--- START ---

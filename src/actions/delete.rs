//! Removal of marked duplicates.
//!
//! # Overview
//!
//! This module removes every marked member of a [`GroupStore`]:
//! - Permanent deletion (`std::fs::remove_file`)
//! - Move to system trash (recoverable)
//! - Move to a folder, renaming on collision
//!
//! Each file is attempted independently. A failure is recorded against its
//! path and the batch continues.
//!
//! # Safety
//!
//! A group whose non-empty members are all marked is refused as a whole, so
//! at least one copy of every group survives even if marks were corrupted.
//!
//! # Example
//!
//! ```no_run
//! use dupsafe::actions::delete::{delete_marked, DeletePolicy};
//! use dupsafe::duplicates::{GroupStore, Scanner};
//! use std::path::Path;
//!
//! let result = Scanner::default().scan(Path::new(".")).unwrap();
//! let mut store = GroupStore::from_scan(&result);
//!
//! let outcome = delete_marked(&mut store, &DeletePolicy::Trash);
//! println!("{}", outcome.message());
//! ```

use std::collections::{BTreeMap, BTreeSet};
use std::fs;
use std::io;
use std::path::{Path, PathBuf};

use serde::Serialize;
use thiserror::Error;

use crate::duplicates::{GroupId, GroupStore, SelectionSummary};

/// Error type for deletion operations.
#[derive(Debug, Error)]
pub enum DeleteError {
    /// File was not found (may have been deleted or moved).
    #[error("file not found: {0}")]
    NotFound(PathBuf),

    /// Permission denied when attempting to delete.
    #[error("permission denied: {0}")]
    PermissionDenied(PathBuf),

    /// Trash operation failed.
    #[error("trash operation failed for {path}: {message}")]
    TrashFailed { path: PathBuf, message: String },

    /// Moving the file to the target folder failed.
    #[error("move to {target} failed for {path}: {message}")]
    MoveFailed {
        path: PathBuf,
        target: PathBuf,
        message: String,
    },

    /// Permanent delete operation failed.
    #[error("permanent delete failed for {path}: {message}")]
    PermanentDeleteFailed { path: PathBuf, message: String },

    /// Attempted to delete all copies (at least one must be preserved).
    #[error("cannot delete all copies - at least one file must be preserved")]
    AllCopiesWouldBeDeleted,

    /// General I/O error.
    #[error("I/O error for {path}: {source}")]
    Io {
        path: PathBuf,
        #[source]
        source: io::Error,
    },
}

impl DeleteError {
    /// Get the path associated with this error (if any).
    #[must_use]
    pub fn path(&self) -> Option<&Path> {
        match self {
            Self::NotFound(p)
            | Self::PermissionDenied(p)
            | Self::TrashFailed { path: p, .. }
            | Self::MoveFailed { path: p, .. }
            | Self::PermanentDeleteFailed { path: p, .. }
            | Self::Io { path: p, .. } => Some(p),
            Self::AllCopiesWouldBeDeleted => None,
        }
    }

    fn from_io(path: &Path, e: io::Error) -> Self {
        match e.kind() {
            io::ErrorKind::NotFound => Self::NotFound(path.to_path_buf()),
            io::ErrorKind::PermissionDenied => Self::PermissionDenied(path.to_path_buf()),
            _ => Self::Io {
                path: path.to_path_buf(),
                source: e,
            },
        }
    }
}

/// How marked files are removed.
#[derive(Debug, Clone, Default, PartialEq, Eq)]
pub enum DeletePolicy {
    /// Remove the file for good.
    #[default]
    Permanent,
    /// Move the file to the system recycle bin.
    Trash,
    /// Move the file into this folder, created on demand.
    MoveTo(PathBuf),
}

impl std::fmt::Display for DeletePolicy {
    fn fmt(&self, f: &mut std::fmt::Formatter<'_>) -> std::fmt::Result {
        match self {
            Self::Permanent => write!(f, "permanent delete"),
            Self::Trash => write!(f, "move to trash"),
            Self::MoveTo(dir) => write!(f, "move to {}", dir.display()),
        }
    }
}

/// Result of a successful single-file removal.
#[derive(Debug, Clone)]
pub struct DeleteResult {
    /// Path that was removed.
    pub path: PathBuf,
    /// Size of the removed file in bytes.
    pub size: u64,
    /// New location when the file was moved to a folder.
    pub moved_to: Option<PathBuf>,
}

impl DeleteResult {
    /// Create a new delete result.
    #[must_use]
    pub fn new(path: PathBuf, size: u64) -> Self {
        Self {
            path,
            size,
            moved_to: None,
        }
    }
}

/// Result of [`delete_marked`].
#[derive(Debug, Clone, Default, Serialize)]
pub struct DeletionOutcome {
    /// Files removed from their original location.
    pub deleted_paths: BTreeSet<PathBuf>,
    /// Files that could not be removed, with the reason.
    pub failures: BTreeMap<PathBuf, String>,
    /// Bytes freed at the original locations.
    pub bytes_freed: u64,
    /// Store statistics after the deletion.
    pub summary: SelectionSummary,
}

impl DeletionOutcome {
    /// Number of removed files.
    #[must_use]
    pub fn deleted_count(&self) -> usize {
        self.deleted_paths.len()
    }

    /// Number of failed removals.
    #[must_use]
    pub fn failure_count(&self) -> usize {
        self.failures.len()
    }

    /// Check if every attempted removal succeeded.
    #[must_use]
    pub fn all_succeeded(&self) -> bool {
        self.failures.is_empty()
    }

    /// Human-readable summary of the operation.
    #[must_use]
    pub fn message(&self) -> String {
        if self.all_succeeded() {
            format!(
                "Deleted {} file(s), freed {} bytes",
                self.deleted_count(),
                self.bytes_freed
            )
        } else {
            format!(
                "Deleted {} file(s), {} failed, freed {} bytes",
                self.deleted_count(),
                self.failure_count(),
                self.bytes_freed
            )
        }
    }
}

fn file_size(path: &Path) -> Result<u64, DeleteError> {
    fs::metadata(path)
        .map(|m| m.len())
        .map_err(|e| DeleteError::from_io(path, e))
}

/// Delete a single file to the system trash.
///
/// # Errors
///
/// - `NotFound` if the file doesn't exist
/// - `PermissionDenied` if the file can't be inspected
/// - `TrashFailed` if the trash operation fails
pub fn delete_to_trash(path: &Path) -> Result<DeleteResult, DeleteError> {
    let size = file_size(path)?;

    trash::delete(path).map_err(|e| {
        log::error!("Trash operation failed for {}: {}", path.display(), e);
        DeleteError::TrashFailed {
            path: path.to_path_buf(),
            message: e.to_string(),
        }
    })?;

    log::info!("Moved to trash: {} ({} bytes)", path.display(), size);
    Ok(DeleteResult::new(path.to_path_buf(), size))
}

/// Permanently delete a single file.
///
/// **WARNING**: This operation cannot be undone.
///
/// # Errors
///
/// - `NotFound` if the file doesn't exist
/// - `PermissionDenied` if the file can't be inspected
/// - `PermanentDeleteFailed` if the delete operation fails
pub fn permanent_delete(path: &Path) -> Result<DeleteResult, DeleteError> {
    let size = file_size(path)?;

    fs::remove_file(path).map_err(|e| {
        log::error!("Permanent delete failed for {}: {}", path.display(), e);
        DeleteError::PermanentDeleteFailed {
            path: path.to_path_buf(),
            message: e.to_string(),
        }
    })?;

    log::info!("Permanently deleted: {} ({} bytes)", path.display(), size);
    Ok(DeleteResult::new(path.to_path_buf(), size))
}

/// Pick a free name for `file_name` inside `folder`.
///
/// `name.ext` becomes `name (1).ext`, `name (2).ext`, ... until unused.
#[must_use]
pub fn unique_destination(folder: &Path, file_name: &std::ffi::OsStr) -> PathBuf {
    let candidate = folder.join(file_name);
    if !candidate.exists() {
        return candidate;
    }

    let name = Path::new(file_name);
    let stem = name
        .file_stem()
        .map(|s| s.to_string_lossy().into_owned())
        .unwrap_or_default();
    let ext = name.extension().map(|e| e.to_string_lossy().into_owned());

    (1u32..)
        .map(|n| match ext {
            Some(ref ext) => folder.join(format!("{stem} ({n}).{ext}")),
            None => folder.join(format!("{stem} ({n})")),
        })
        .find(|p| !p.exists())
        .unwrap_or(candidate)
}

/// Move a single file into `folder`, keeping its name when possible.
///
/// The folder is created if missing. Across file systems the file is copied
/// then removed.
///
/// # Errors
///
/// - `NotFound` if the file doesn't exist
/// - `MoveFailed` if the folder can't be created or the move fails
pub fn move_to_folder(path: &Path, folder: &Path) -> Result<DeleteResult, DeleteError> {
    let size = file_size(path)?;
    let move_failed = |message: String| DeleteError::MoveFailed {
        path: path.to_path_buf(),
        target: folder.to_path_buf(),
        message,
    };

    fs::create_dir_all(folder).map_err(|e| move_failed(e.to_string()))?;
    let file_name = path
        .file_name()
        .ok_or_else(|| move_failed("path has no file name".to_string()))?;
    let dest = unique_destination(folder, file_name);

    match fs::rename(path, &dest) {
        Ok(()) => {}
        Err(e) if e.kind() == io::ErrorKind::CrossesDevices => {
            log::debug!(
                "Rename across devices for {}, copying instead",
                path.display()
            );
            fs::copy(path, &dest).map_err(|e| move_failed(e.to_string()))?;
            if let Err(e) = fs::remove_file(path) {
                let _ = fs::remove_file(&dest);
                return Err(move_failed(e.to_string()));
            }
        }
        Err(e) => return Err(move_failed(e.to_string())),
    }

    log::info!("Moved {} -> {} ({} bytes)", path.display(), dest.display(), size);
    let mut result = DeleteResult::new(path.to_path_buf(), size);
    result.moved_to = Some(dest);
    Ok(result)
}

/// Remove one file according to `policy`.
///
/// # Errors
///
/// Returns the policy's `DeleteError` on failure.
pub fn remove_with_policy(path: &Path, policy: &DeletePolicy) -> Result<DeleteResult, DeleteError> {
    match policy {
        DeletePolicy::Permanent => permanent_delete(path),
        DeletePolicy::Trash => delete_to_trash(path),
        DeletePolicy::MoveTo(folder) => move_to_folder(path, folder),
    }
}

/// Validate that a selection doesn't delete all copies.
///
/// # Errors
///
/// Returns `AllCopiesWouldBeDeleted` if all copies would be deleted.
///
/// # Example
///
/// ```
/// use dupsafe::actions::delete::validate_preserves_copy;
/// use std::path::PathBuf;
///
/// let group = vec![
///     PathBuf::from("/original.txt"),
///     PathBuf::from("/copy1.txt"),
///     PathBuf::from("/copy2.txt"),
/// ];
///
/// let selected = vec![PathBuf::from("/copy1.txt"), PathBuf::from("/copy2.txt")];
/// assert!(validate_preserves_copy(&selected, &group).is_ok());
///
/// assert!(validate_preserves_copy(&group, &group).is_err());
/// ```
pub fn validate_preserves_copy(
    selected_paths: &[PathBuf],
    group_paths: &[PathBuf],
) -> Result<(), DeleteError> {
    use std::collections::HashSet;

    let selected_set: HashSet<&PathBuf> = selected_paths.iter().collect();
    let preserved_count = group_paths
        .iter()
        .filter(|p| !selected_set.contains(p))
        .count();

    if preserved_count == 0 {
        log::error!(
            "Attempted to delete all {} copies of a duplicate group",
            group_paths.len()
        );
        Err(DeleteError::AllCopiesWouldBeDeleted)
    } else {
        log::debug!(
            "Deletion validated: {} files selected, {} preserved",
            selected_paths.len(),
            preserved_count
        );
        Ok(())
    }
}

struct GroupPlan {
    id: GroupId,
    zero_byte: bool,
    marked: Vec<PathBuf>,
    all: Vec<PathBuf>,
}

/// Remove every marked member of `store` using `policy`.
///
/// Removed members are detached from their group; failed ones stay attached
/// and marked. Groups left with fewer than two members are dropped and the
/// returned summary reflects the store afterwards.
pub fn delete_marked(store: &mut GroupStore, policy: &DeletePolicy) -> DeletionOutcome {
    let plans: Vec<GroupPlan> = store
        .groups()
        .iter()
        .filter(|g| g.marked_count() > 0)
        .map(|g| GroupPlan {
            id: g.id,
            zero_byte: g.is_zero_byte(),
            marked: g
                .members
                .iter()
                .filter(|m| m.marked)
                .map(|m| m.path().to_path_buf())
                .collect(),
            all: g.members.iter().map(|m| m.path().to_path_buf()).collect(),
        })
        .collect();

    log::info!(
        "Removing {} marked file(s) in {} group(s) ({})",
        plans.iter().map(|p| p.marked.len()).sum::<usize>(),
        plans.len(),
        policy
    );

    let mut outcome = DeletionOutcome::default();
    for plan in plans {
        if !plan.zero_byte {
            if let Err(e) = validate_preserves_copy(&plan.marked, &plan.all) {
                log::warn!("Skipping group {}: {}", plan.id, e);
                for path in plan.marked {
                    outcome.failures.insert(path, e.to_string());
                }
                continue;
            }
        }

        for path in plan.marked {
            match remove_with_policy(&path, policy) {
                Ok(removed) => {
                    outcome.bytes_freed += removed.size;
                    store.detach(plan.id, &path);
                    outcome.deleted_paths.insert(path);
                }
                Err(e) => {
                    log::warn!("Failed to delete {}: {}", path.display(), e);
                    outcome.failures.insert(path, e.to_string());
                }
            }
        }
    }

    store.remove_empty_or_singleton_groups();
    outcome.summary = store.summary();
    log::info!("{}", outcome.message());
    outcome
}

--- END ---

▶ [Problem to work on]
Here the job is to set down exactly the lines of the material above that fall between the one with "#[derive(Debug, Clone, Default, PartialEq, Eq)]" and the one with "file in bytes.", inclusive, and nothing beyond them.

▶ [Written response]
#[derive(Debug, Clone, Default, PartialEq, Eq)]
pub enum DeletePolicy {
    /// Remove the file for good.
    #[default]
    Permanent,
    /// Move the file to the system recycle bin.
    Trash,
    /// Move the file into this folder, created on demand.
    MoveTo(PathBuf),
}

impl std::fmt::Display for DeletePolicy {
    fn fmt(&self, f: &mut std::fmt::Formatter<'_>) -> std::fmt::Result {
        match self {
            Self::Permanent => write!(f, "permanent delete"),
            Self::Trash => write!(f, "move to trash"),
            Self::MoveTo(dir) => write!(f, "move to {}", dir.display()),
        }
    }
}

/// Result of a successful single-file removal.
#[derive(Debug, Clone)]
pub struct DeleteResult {
    /// Path that was removed.
    pub path: PathBuf,
    /// Size of the removed file in bytes.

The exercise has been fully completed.